--- Extracted information ---

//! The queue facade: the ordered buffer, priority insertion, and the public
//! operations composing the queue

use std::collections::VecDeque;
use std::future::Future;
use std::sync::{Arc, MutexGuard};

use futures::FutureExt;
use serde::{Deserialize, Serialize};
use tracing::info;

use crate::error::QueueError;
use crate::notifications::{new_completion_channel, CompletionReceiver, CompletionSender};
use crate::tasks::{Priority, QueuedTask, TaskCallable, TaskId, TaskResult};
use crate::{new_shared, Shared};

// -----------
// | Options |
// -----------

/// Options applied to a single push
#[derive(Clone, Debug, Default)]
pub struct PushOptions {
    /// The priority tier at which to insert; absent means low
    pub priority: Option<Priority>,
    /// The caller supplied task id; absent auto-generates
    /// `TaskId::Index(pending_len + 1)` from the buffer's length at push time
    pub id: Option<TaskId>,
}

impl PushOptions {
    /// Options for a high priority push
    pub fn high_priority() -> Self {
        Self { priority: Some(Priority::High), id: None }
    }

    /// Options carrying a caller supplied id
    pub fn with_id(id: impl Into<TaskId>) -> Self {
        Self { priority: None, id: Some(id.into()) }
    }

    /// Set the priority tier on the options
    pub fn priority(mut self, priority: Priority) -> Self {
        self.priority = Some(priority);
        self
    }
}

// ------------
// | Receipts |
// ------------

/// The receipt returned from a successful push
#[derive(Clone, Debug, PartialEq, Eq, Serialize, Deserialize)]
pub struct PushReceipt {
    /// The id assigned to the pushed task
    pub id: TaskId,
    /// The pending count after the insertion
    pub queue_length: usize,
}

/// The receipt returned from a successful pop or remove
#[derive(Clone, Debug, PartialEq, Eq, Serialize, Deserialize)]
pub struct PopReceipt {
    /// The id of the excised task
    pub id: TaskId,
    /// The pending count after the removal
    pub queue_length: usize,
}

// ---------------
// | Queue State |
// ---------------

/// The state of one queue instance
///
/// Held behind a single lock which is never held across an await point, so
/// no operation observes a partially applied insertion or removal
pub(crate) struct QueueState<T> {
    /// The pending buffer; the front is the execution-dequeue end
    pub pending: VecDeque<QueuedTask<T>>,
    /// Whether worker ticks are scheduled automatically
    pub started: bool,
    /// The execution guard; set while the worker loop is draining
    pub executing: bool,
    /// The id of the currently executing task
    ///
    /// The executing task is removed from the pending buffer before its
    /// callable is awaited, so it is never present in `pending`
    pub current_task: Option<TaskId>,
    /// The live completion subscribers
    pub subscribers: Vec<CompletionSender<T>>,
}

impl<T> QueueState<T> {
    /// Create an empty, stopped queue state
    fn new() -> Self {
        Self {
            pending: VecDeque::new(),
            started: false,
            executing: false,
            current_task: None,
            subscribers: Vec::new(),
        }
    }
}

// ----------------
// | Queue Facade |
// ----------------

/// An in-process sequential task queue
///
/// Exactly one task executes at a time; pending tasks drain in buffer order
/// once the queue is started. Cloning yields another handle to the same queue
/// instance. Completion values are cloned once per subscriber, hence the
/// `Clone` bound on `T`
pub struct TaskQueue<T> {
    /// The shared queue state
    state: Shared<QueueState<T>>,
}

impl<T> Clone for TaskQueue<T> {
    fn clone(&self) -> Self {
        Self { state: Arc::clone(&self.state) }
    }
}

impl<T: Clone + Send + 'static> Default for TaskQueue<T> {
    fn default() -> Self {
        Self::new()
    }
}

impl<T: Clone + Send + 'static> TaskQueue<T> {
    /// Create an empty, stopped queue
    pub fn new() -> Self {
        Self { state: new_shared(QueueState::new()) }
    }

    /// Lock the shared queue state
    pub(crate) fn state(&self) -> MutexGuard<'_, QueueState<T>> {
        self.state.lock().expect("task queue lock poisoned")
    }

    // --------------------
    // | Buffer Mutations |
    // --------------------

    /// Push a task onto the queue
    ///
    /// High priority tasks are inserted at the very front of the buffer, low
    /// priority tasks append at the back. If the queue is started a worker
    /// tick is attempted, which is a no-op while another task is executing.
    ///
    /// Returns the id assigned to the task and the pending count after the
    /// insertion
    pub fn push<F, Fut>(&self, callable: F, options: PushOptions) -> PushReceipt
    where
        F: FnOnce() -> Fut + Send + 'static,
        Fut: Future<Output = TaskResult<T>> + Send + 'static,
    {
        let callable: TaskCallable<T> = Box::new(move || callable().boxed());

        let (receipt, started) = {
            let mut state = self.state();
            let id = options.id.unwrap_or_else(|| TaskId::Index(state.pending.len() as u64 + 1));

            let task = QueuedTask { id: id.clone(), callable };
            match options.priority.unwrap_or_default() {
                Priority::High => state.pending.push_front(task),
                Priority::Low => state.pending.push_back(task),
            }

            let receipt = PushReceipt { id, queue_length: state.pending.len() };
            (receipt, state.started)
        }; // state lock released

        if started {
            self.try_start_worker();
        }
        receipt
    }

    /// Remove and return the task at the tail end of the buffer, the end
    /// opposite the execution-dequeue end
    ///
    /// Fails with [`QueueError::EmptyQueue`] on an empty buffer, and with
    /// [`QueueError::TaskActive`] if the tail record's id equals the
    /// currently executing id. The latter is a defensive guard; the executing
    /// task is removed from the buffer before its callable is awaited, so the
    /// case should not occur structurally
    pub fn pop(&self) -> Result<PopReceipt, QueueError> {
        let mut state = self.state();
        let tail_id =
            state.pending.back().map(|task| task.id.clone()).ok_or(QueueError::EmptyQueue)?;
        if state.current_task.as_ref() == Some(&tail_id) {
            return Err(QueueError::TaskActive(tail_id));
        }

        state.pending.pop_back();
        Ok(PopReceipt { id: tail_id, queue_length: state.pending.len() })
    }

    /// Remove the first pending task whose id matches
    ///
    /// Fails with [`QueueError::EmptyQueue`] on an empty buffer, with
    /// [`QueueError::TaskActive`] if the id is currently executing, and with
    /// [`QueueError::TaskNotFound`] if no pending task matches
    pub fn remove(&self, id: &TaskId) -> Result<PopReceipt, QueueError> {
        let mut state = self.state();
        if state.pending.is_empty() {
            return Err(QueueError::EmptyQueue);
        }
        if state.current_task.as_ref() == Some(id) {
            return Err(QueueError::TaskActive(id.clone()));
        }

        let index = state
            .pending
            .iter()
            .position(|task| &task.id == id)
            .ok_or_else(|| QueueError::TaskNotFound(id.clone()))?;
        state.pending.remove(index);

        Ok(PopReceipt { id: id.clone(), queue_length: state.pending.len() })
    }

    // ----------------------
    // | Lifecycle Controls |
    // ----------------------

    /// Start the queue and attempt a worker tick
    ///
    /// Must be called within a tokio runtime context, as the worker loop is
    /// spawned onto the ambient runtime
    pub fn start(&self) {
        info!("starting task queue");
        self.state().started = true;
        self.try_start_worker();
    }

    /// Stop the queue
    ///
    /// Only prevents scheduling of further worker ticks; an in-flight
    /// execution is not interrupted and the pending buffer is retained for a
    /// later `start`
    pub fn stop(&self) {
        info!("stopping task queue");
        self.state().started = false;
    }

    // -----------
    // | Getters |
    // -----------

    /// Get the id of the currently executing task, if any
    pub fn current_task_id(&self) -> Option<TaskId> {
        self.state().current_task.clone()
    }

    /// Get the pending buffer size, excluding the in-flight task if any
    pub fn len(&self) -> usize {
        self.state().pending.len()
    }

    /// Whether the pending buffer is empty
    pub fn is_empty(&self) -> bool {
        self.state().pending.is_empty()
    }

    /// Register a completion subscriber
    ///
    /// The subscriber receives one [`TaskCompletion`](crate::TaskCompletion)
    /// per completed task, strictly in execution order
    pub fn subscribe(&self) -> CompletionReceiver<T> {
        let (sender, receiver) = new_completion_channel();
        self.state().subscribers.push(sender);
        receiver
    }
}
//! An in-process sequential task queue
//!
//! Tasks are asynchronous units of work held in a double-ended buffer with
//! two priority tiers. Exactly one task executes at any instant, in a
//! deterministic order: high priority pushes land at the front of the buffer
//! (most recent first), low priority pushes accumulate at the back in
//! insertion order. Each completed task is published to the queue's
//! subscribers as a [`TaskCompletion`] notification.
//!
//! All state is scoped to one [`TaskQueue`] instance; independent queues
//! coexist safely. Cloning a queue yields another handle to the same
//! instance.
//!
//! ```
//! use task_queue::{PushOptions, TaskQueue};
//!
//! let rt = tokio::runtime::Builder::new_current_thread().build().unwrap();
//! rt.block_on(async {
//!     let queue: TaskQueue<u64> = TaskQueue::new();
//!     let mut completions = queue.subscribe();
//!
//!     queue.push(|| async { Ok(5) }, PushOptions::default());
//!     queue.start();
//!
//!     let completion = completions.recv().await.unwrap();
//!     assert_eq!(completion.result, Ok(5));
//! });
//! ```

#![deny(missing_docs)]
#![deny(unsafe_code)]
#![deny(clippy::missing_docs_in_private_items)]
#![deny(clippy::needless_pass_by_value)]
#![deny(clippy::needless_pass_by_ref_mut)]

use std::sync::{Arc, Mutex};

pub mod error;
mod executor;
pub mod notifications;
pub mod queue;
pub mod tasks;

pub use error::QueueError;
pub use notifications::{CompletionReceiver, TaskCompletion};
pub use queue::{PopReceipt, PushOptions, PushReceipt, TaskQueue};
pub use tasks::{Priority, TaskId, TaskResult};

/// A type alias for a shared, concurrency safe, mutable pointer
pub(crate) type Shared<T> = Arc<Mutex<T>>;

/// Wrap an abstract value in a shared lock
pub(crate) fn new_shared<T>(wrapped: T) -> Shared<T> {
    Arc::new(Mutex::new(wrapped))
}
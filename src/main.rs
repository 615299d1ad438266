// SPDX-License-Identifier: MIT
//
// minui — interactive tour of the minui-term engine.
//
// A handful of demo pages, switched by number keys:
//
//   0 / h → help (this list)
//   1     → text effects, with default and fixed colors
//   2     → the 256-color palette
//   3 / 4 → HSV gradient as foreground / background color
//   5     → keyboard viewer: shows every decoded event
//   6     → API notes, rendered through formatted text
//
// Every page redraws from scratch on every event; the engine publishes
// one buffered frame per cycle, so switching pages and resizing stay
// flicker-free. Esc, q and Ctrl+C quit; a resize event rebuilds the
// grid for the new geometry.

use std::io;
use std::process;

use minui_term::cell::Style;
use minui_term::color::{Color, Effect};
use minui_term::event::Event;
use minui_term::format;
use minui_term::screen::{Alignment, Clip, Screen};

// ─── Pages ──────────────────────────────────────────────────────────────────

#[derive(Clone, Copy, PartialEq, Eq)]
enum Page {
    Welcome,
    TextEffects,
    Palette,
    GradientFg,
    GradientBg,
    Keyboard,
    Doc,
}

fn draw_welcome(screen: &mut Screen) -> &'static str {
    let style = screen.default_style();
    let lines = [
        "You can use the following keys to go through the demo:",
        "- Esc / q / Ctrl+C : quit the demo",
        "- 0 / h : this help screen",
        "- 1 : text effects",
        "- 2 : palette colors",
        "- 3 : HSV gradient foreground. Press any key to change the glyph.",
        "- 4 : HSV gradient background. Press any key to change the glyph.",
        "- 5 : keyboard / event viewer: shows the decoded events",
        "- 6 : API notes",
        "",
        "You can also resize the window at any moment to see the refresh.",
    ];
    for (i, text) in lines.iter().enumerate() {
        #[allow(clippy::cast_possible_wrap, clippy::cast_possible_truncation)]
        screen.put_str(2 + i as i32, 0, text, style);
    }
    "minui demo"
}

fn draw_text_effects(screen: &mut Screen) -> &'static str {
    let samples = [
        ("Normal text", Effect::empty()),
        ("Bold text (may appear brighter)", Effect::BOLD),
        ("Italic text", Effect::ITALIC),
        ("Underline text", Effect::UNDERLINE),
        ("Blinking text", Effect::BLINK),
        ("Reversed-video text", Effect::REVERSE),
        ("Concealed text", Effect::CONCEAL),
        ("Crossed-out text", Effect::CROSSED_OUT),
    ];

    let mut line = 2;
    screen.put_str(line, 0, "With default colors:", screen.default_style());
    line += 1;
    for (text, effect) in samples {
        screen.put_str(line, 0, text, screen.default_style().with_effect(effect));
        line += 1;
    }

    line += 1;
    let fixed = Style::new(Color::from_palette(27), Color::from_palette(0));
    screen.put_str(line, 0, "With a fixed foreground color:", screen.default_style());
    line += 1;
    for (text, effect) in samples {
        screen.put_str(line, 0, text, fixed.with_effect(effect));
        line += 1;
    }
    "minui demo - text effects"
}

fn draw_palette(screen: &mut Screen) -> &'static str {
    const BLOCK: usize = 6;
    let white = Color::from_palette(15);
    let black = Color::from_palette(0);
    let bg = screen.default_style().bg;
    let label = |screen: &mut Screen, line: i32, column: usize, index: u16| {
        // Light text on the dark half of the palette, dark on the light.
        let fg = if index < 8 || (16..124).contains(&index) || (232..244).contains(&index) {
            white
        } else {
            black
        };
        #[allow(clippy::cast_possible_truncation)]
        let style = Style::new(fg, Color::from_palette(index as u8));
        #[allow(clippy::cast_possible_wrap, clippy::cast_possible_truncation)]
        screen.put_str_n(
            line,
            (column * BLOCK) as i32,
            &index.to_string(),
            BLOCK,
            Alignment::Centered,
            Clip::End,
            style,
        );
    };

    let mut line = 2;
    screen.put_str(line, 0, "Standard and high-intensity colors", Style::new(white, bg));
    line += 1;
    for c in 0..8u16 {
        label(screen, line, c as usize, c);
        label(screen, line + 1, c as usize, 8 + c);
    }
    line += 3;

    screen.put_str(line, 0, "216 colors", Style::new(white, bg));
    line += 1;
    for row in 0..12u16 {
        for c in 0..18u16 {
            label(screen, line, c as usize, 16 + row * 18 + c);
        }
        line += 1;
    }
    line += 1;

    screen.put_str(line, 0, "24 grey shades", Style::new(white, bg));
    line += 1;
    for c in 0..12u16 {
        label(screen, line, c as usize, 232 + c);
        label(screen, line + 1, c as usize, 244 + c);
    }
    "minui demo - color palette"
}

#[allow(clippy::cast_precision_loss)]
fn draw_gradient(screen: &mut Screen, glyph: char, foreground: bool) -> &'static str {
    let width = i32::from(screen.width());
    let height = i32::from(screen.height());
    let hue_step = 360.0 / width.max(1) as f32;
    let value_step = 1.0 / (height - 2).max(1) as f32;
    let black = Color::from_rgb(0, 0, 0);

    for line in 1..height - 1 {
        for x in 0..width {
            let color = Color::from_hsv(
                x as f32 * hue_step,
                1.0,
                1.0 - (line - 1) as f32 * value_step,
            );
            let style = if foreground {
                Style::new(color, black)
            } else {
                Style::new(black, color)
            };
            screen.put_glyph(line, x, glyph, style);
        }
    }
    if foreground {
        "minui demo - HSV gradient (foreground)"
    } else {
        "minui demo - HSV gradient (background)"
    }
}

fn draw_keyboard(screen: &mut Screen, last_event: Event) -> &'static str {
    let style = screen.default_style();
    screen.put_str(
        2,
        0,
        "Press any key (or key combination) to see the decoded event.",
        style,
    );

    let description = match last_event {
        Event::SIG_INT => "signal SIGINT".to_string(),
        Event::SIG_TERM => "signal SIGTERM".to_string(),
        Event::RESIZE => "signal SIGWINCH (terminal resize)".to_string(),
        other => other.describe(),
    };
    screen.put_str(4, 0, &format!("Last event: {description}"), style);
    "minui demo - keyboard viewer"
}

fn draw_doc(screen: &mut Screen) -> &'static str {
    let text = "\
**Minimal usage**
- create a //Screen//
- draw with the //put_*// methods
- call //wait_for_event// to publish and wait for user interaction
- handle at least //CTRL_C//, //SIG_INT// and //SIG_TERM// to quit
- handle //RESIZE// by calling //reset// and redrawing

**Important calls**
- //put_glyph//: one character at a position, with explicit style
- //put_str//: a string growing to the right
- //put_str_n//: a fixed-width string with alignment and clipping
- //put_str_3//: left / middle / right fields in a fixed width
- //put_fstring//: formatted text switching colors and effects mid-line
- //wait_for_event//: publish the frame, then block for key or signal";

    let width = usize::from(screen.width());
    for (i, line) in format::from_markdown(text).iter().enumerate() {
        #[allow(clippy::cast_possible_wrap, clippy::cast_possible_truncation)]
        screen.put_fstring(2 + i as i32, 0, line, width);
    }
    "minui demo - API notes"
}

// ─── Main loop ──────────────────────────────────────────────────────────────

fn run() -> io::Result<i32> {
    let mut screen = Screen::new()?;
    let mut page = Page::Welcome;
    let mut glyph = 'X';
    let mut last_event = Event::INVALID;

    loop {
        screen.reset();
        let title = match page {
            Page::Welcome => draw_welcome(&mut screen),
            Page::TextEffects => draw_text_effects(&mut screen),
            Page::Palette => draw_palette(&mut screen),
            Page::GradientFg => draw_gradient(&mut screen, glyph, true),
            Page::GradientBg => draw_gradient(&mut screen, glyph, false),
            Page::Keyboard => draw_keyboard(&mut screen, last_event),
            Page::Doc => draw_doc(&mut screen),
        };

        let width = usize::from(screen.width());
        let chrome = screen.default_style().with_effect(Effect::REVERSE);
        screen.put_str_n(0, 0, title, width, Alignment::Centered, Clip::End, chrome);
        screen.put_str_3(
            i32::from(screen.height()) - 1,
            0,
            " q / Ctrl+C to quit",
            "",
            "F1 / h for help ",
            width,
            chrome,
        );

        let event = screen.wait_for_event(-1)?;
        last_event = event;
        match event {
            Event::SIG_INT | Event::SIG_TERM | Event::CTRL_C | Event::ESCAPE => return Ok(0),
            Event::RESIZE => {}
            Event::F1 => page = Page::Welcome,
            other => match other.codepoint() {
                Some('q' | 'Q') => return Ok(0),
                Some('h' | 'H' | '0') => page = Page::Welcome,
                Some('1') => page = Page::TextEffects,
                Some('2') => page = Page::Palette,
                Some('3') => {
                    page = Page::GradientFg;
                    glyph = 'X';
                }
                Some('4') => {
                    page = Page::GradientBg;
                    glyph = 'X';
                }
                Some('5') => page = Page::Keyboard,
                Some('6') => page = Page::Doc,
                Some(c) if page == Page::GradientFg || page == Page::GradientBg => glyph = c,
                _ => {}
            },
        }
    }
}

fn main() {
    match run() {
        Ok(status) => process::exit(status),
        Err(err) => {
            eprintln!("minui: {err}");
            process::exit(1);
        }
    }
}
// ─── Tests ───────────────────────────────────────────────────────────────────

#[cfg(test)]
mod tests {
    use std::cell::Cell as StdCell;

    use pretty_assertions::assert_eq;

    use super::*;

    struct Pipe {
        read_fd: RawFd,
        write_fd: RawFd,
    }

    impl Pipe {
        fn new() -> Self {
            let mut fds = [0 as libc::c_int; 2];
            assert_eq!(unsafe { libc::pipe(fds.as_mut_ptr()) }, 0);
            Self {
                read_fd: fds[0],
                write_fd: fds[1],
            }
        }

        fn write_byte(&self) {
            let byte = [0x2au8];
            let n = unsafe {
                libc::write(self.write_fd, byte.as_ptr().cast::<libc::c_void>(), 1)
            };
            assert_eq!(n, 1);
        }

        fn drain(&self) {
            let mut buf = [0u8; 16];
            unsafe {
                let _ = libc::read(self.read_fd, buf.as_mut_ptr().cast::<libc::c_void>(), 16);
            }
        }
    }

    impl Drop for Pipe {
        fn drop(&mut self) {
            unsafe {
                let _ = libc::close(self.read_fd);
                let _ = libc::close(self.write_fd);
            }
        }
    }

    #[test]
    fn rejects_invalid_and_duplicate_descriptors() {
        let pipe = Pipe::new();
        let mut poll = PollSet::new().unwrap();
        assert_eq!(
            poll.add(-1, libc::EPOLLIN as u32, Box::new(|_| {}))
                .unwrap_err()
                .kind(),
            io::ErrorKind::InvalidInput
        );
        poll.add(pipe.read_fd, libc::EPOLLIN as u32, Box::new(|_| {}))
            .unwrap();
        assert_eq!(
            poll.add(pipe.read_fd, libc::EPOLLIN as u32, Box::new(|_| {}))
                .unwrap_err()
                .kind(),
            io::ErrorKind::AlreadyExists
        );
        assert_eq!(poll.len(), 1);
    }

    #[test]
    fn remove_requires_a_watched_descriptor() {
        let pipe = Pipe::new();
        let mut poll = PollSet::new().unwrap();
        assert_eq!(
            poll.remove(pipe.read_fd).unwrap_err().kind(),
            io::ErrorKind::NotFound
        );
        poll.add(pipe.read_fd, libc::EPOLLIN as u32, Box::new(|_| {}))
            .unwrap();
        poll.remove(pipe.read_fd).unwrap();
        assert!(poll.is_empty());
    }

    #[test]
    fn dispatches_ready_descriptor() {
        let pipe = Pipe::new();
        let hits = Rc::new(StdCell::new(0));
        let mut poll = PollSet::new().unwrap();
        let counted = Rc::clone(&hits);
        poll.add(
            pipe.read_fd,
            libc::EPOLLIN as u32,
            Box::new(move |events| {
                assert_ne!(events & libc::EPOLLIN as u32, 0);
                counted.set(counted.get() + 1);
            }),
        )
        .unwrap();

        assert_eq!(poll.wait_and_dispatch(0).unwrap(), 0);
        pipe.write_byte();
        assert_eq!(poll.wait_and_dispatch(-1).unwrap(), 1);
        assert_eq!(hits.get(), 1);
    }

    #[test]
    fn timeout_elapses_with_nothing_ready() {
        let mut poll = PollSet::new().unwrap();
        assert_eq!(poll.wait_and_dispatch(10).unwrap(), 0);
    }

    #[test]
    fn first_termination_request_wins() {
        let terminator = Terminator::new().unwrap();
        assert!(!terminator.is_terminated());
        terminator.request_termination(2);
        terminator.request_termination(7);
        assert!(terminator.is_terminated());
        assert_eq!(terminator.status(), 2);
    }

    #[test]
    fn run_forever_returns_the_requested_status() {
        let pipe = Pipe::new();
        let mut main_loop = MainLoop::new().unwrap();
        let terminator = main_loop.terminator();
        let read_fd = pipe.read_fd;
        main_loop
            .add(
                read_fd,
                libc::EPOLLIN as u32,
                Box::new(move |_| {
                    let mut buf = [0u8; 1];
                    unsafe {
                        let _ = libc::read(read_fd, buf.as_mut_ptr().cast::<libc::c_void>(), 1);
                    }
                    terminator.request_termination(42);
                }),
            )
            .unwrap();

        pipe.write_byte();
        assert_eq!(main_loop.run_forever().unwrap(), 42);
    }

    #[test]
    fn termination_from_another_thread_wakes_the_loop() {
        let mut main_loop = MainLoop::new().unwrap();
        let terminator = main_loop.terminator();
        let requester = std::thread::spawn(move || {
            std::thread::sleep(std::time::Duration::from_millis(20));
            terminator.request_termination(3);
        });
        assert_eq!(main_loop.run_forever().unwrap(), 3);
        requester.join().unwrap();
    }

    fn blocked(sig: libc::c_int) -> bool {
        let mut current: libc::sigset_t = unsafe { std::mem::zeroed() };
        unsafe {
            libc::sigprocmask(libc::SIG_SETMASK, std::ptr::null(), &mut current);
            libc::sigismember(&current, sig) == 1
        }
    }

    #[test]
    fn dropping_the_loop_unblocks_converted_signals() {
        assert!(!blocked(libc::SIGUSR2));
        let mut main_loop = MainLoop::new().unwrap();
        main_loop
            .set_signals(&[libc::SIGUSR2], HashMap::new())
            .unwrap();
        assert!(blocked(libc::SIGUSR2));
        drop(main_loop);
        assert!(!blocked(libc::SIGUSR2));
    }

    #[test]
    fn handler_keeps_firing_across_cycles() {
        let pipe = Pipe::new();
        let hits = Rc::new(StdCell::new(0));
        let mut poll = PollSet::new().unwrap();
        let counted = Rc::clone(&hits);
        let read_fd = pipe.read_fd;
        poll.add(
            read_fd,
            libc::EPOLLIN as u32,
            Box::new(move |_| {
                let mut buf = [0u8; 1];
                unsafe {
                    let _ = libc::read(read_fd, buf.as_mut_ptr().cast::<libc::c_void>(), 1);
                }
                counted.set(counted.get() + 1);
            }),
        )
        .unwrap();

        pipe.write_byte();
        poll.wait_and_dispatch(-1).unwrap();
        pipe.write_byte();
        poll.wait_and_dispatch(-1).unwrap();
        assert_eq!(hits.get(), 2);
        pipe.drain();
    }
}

---

Out of the records above, pull each line containing the word "pushes".

//! deterministic order: high priority pushes land at the front of the buffer
//! (most recent first), low priority pushes accumulate at the back in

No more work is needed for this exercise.